I build my first computer in 1980, learnt BASIC and realised it was pretty awful for games. Learnt machine code and was assimilated by a Z80a processor in 1981.  In 1982, on my twelve birthday, I sold my first game: Caven, an endless runner.  Endless runners did not exist back then; how I chuckled as friends tried in vain to ‘complete’ my game.

In 1983 I created a non-linear space exploration game.  It did not sell one copy.
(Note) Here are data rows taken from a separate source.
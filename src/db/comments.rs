use chrono::Utc;
use sqlx::SqlitePool;
use uuid::Uuid;

use crate::models::Comment;

const SELECT_COMMENT: &str = "SELECT c.id, c.ticket_id, c.content, c.author_id, c.created_at,
            u.name AS author_name
     FROM comments c
     LEFT JOIN users u ON c.author_id = u.id";

pub async fn create(
    pool: &SqlitePool,
    ticket_id: Uuid,
    author_id: Uuid,
    content: &str,
) -> Result<Comment, sqlx::Error> {
    let id = Uuid::now_v7();
    sqlx::query(
        "INSERT INTO comments (id, content, author_id, ticket_id, created_at)
         VALUES ($1, $2, $3, $4, $5)",
    )
    .bind(id)
    .bind(content)
    .bind(author_id)
    .bind(ticket_id)
    .bind(Utc::now())
    .execute(pool)
    .await?;

    sqlx::query_as::<_, Comment>(&format!("{SELECT_COMMENT} WHERE c.id = $1"))
        .bind(id)
        .fetch_one(pool)
        .await
}

/// Oldest first.
pub async fn list_for_ticket(
    pool: &SqlitePool,
    ticket_id: Uuid,
) -> Result<Vec<Comment>, sqlx::Error> {
    sqlx::query_as::<_, Comment>(&format!(
        "{SELECT_COMMENT} WHERE c.ticket_id = $1 ORDER BY c.created_at ASC, c.rowid ASC"
    ))
    .bind(ticket_id)
    .fetch_all(pool)
    .await
}
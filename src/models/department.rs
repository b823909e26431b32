use chrono::{DateTime, Utc};
use serde::{Deserialize, Serialize};
use uuid::Uuid;

#[derive(Debug, Clone, sqlx::FromRow, Serialize, Deserialize)]
#[serde(rename_all = "camelCase")]
pub struct Department {
    pub id: String,
    pub name: String,
    pub description: Option<String>,
    pub manager_id: Option<Uuid>,
    pub created_at: DateTime<Utc>,
}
I was crushed and decided to focus my attention top shelf publications, usually found half burnt in laneways and back alleys.

I was asked to leave the University of Bristol after a disagreement with the computer science lecturer.  I said I wanted to develop 3D animations for the use in TV & Media.  He said computers would never be able to render those graphics at a quality suitable for broadcast.  I explained he was a Luddite and that Reverse Polish Notation & Punched Cards & Dry Running would be as useful as a copy of Corbyn’s manifesto in the 1922 club.
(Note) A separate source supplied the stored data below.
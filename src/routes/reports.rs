use axum::extract::rejection::QueryRejection;
use axum::extract::{Query, State};
use axum::Json;
use chrono::{DateTime, Duration, Utc};
use serde::{Deserialize, Serialize};
use uuid::Uuid;

use crate::auth::extractor::AuthUser;
use crate::db;
use crate::db::reports::UserActivity;
use crate::error::AppError;
use crate::models::{Priority, TicketStatus};
use crate::permissions::Permission;
use crate::state::SharedState;

const RECENT_ACTIVITY_LIMIT: i64 = 10;
const DEFAULT_ACTIVITY_DAYS: i64 = 30;
const MAX_ACTIVITY_DAYS: i64 = 3650;

#[derive(Debug, Serialize)]
pub struct CountEntry {
    pub label: String,
    pub count: i64,
}

#[derive(Debug, Serialize)]
pub struct ActivityEntry {
    pub id: Uuid,
    pub action: String,
    pub message: String,
    pub timestamp: DateTime<Utc>,
}

#[derive(Debug, Serialize)]
#[serde(rename_all = "camelCase")]
pub struct DashboardStats {
    pub open_tickets: i64,
    /// `in_progress` and `resolved` together.
    pub in_progress_tickets: i64,
    pub closed_tickets: i64,
    pub critical_tickets: i64,
    pub tickets_by_department: Vec<CountEntry>,
    pub tickets_by_priority: Vec<CountEntry>,
    pub recent_activity: Vec<ActivityEntry>,
}

#[derive(Debug, Serialize)]
pub struct Report {
    pub report: &'static str,
    pub data: Vec<CountEntry>,
}

#[derive(Debug, Deserialize)]
pub struct ActivityQuery {
    pub days: Option<i64>,
}

#[derive(Debug, Serialize)]
#[serde(rename_all = "camelCase")]
pub struct UserActivityReport {
    pub report: &'static str,
    pub period_days: i64,
    pub data: Vec<UserActivity>,
}

pub async fn dashboard(
    auth: AuthUser,
    State(state): State<SharedState>,
) -> Result<Json<DashboardStats>, AppError> {
    auth.require_permission(&state.pool, Permission::Dashboard).await?;

    let by_status = db::reports::count_by_status(&state.pool).await?;
    let count = |wanted: &[TicketStatus]| -> i64 {
        by_status
            .iter()
            .filter(|(status, _)| wanted.contains(status))
            .map(|(_, n)| n)
            .sum()
    };

    let recent_activity = db::history::recent(&state.pool, RECENT_ACTIVITY_LIMIT)
        .await?
        .into_iter()
        .map(|entry| ActivityEntry {
            message: entry.message(),
            id: entry.id,
            action: entry.action,
            timestamp: entry.created_at,
        })
        .collect();

    let stats = DashboardStats {
        open_tickets: count(&[TicketStatus::Open]),
        in_progress_tickets: count(&[TicketStatus::InProgress, TicketStatus::Resolved]),
        closed_tickets: count(&[TicketStatus::Closed]),
        critical_tickets: db::reports::count_with_priority(&state.pool, Priority::Critical)
            .await?,
        tickets_by_department: department_entries(&state).await?,
        tickets_by_priority: priority_entries(&state).await?,
        recent_activity,
    };

    Ok(Json(stats))
}

pub async fn by_status(
    auth: AuthUser,
    State(state): State<SharedState>,
) -> Result<Json<Report>, AppError> {
    auth.require_permission(&state.pool, Permission::Reports).await?;

    let counts = db::reports::count_by_status(&state.pool).await?;
    // Every status is listed, including the empty ones.
    let data = TicketStatus::ALL
        .into_iter()
        .map(|status| CountEntry {
            label: status.as_str().to_string(),
            count: counts
                .iter()
                .find(|(s, _)| *s == status)
                .map_or(0, |(_, n)| *n),
        })
        .collect();

    Ok(Json(Report {
        report: "tickets-by-status",
        data,
    }))
}

pub async fn by_priority(
    auth: AuthUser,
    State(state): State<SharedState>,
) -> Result<Json<Report>, AppError> {
    auth.require_permission(&state.pool, Permission::Reports).await?;
    Ok(Json(Report {
        report: "tickets-by-priority",
        data: priority_entries(&state).await?,
    }))
}

pub async fn by_department(
    auth: AuthUser,
    State(state): State<SharedState>,
) -> Result<Json<Report>, AppError> {
    auth.require_permission(&state.pool, Permission::Reports).await?;
    Ok(Json(Report {
        report: "tickets-by-department",
        data: department_entries(&state).await?,
    }))
}

async fn priority_entries(state: &SharedState) -> Result<Vec<CountEntry>, AppError> {
    Ok(db::reports::count_by_priority(&state.pool)
        .await?
        .into_iter()
        .map(|(priority, count)| CountEntry {
            label: priority.as_str().to_string(),
            count,
        })
        .collect())
}

async fn department_entries(state: &SharedState) -> Result<Vec<CountEntry>, AppError> {
    Ok(db::reports::count_by_department(&state.pool)
        .await?
        .into_iter()
        .map(|(label, count)| CountEntry { label, count })
        .collect())
}

pub async fn user_activity(
    auth: AuthUser,
    State(state): State<SharedState>,
    query: Result<Query<ActivityQuery>, QueryRejection>,
) -> Result<Json<UserActivityReport>, AppError> {
    auth.require_permission(&state.pool, Permission::Reports).await?;

    let Query(query) = query.map_err(|e| AppError::BadRequest(e.body_text()))?;
    let days = query.days.unwrap_or(DEFAULT_ACTIVITY_DAYS);
    if !(1..=MAX_ACTIVITY_DAYS).contains(&days) {
        return Err(AppError::BadRequest(format!(
            "days must be between 1 and {MAX_ACTIVITY_DAYS}"
        )));
    }

    let since = Utc::now() - Duration::days(days);
    let data = db::reports::user_activity(&state.pool, since).await?;

    Ok(Json(UserActivityReport {
        report: "user-activity",
        period_days: days,
        data,
    }))
}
Fending for myself with nothing but crazy ideas and a curious odour, I fell into web development in the early 90s, founding a studio that created ‘More than Brochureware’ and delivered web experiences that actually did something.  In 1998 I designed a new style of chat forum, where you could subscribe to not just topics, but people and follow their development.  You could even see what the friends of friends were talking about and ‘Hitch’ them.  I called it SqawkBox.  The shareholders of the company pulled funding, saying that they saw no commercial value in an application that built up a network of people and connected like minded individuals.
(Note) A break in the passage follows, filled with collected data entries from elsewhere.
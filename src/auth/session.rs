use chrono::{Duration, Utc};
use serde::Serialize;
use sha2::{Digest, Sha256};
use sqlx::{SqliteConnection, SqlitePool};

use crate::auth::jwt::{self, AccessClaims, RefreshClaims};
use crate::config::Config;
use crate::db;
use crate::error::AppError;
use crate::models::User;

#[derive(Debug, Serialize)]
#[serde(rename_all = "camelCase")]
pub struct TokenPair {
    pub access_token: String,
    pub refresh_token: String,
}

/// Refresh tokens are stored as SHA-256 digests, never verbatim.
pub fn hash_token(token: &str) -> String {
    let mut hasher = Sha256::new();
    hasher.update(token.as_bytes());
    hex::encode(hasher.finalize())
}

pub fn access_token(config: &Config, user: &User) -> Result<String, AppError> {
    let claims = AccessClaims::new(
        user.id,
        user.email.clone(),
        user.role,
        Duration::minutes(config.access_token_minutes),
    );
    jwt::encode_token(&claims, &config.jwt_secret).map_err(AppError::Internal)
}

/// Mint an access/refresh pair and persist the refresh half.
pub async fn issue(
    conn: &mut SqliteConnection,
    config: &Config,
    user: &User,
) -> Result<TokenPair, AppError> {
    let access_token = access_token(config, user)?;

    let ttl = Duration::days(config.refresh_token_days);
    let claims = RefreshClaims::new(user.id, ttl);
    let refresh_token =
        jwt::encode_token(&claims, &config.jwt_refresh_secret).map_err(AppError::Internal)?;

    db::refresh_tokens::create(&mut *conn, user.id, &hash_token(&refresh_token), Utc::now() + ttl)
        .await?;

    Ok(TokenPair {
        access_token,
        refresh_token,
    })
}

/// Exchange a refresh token for a new pair. A valid signature is not enough:
/// the token must still be on record, unexpired and unused.
pub async fn rotate(
    pool: &SqlitePool,
    config: &Config,
    presented: &str,
) -> Result<TokenPair, AppError> {
    let invalid = || AppError::Unauthorized("Invalid refresh token".to_string());

    let claims: RefreshClaims =
        jwt::decode_token(presented, &config.jwt_refresh_secret).map_err(|_| invalid())?;

    let stored = db::refresh_tokens::find_by_hash(pool, &hash_token(presented))
        .await?
        .ok_or_else(invalid)?;

    if stored.user_id != claims.sub {
        return Err(invalid());
    }

    if stored.used {
        tracing::warn!(
            "Refresh token reuse detected for user {}. Revoking all sessions.",
            stored.user_id
        );
        db::refresh_tokens::delete_all_for_user(pool, stored.user_id).await?;
        return Err(AppError::Unauthorized(
            "Refresh token reuse detected. All sessions revoked.".to_string(),
        ));
    }

    if stored.expires_at < Utc::now() {
        return Err(AppError::Unauthorized("Refresh token expired".to_string()));
    }

    let mut tx = pool.begin().await?;

    // Loses the race if a concurrent request already consumed this token.
    if !db::refresh_tokens::mark_used(&mut *tx, stored.id).await? {
        return Err(invalid());
    }

    let user = db::users::find_active_by_id(&mut *tx, stored.user_id)
        .await?
        .ok_or_else(|| AppError::Unauthorized("User not found or inactive".to_string()))?;

    let pair = issue(&mut *tx, config, &user).await?;
    tx.commit().await?;

    Ok(pair)
}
After several years of suffering the incompetence of those I reported into at various levels, I moved further and further away from actually cutting code.  With a procedural background, OOO was a huge mind shift and it took a long time before my mind switched.  Once it did, it was like bathing in a new world of Newtonian Marmalade.

Now, it’s like I’ve come home and I am cutting code again in my spare time, enjoying the freedom of creativity and the wonderful endless canvas you have as a developer where anything can be created.  I am getting bang into Unity and am loving a course scripted by Ben Tristem, my new hero.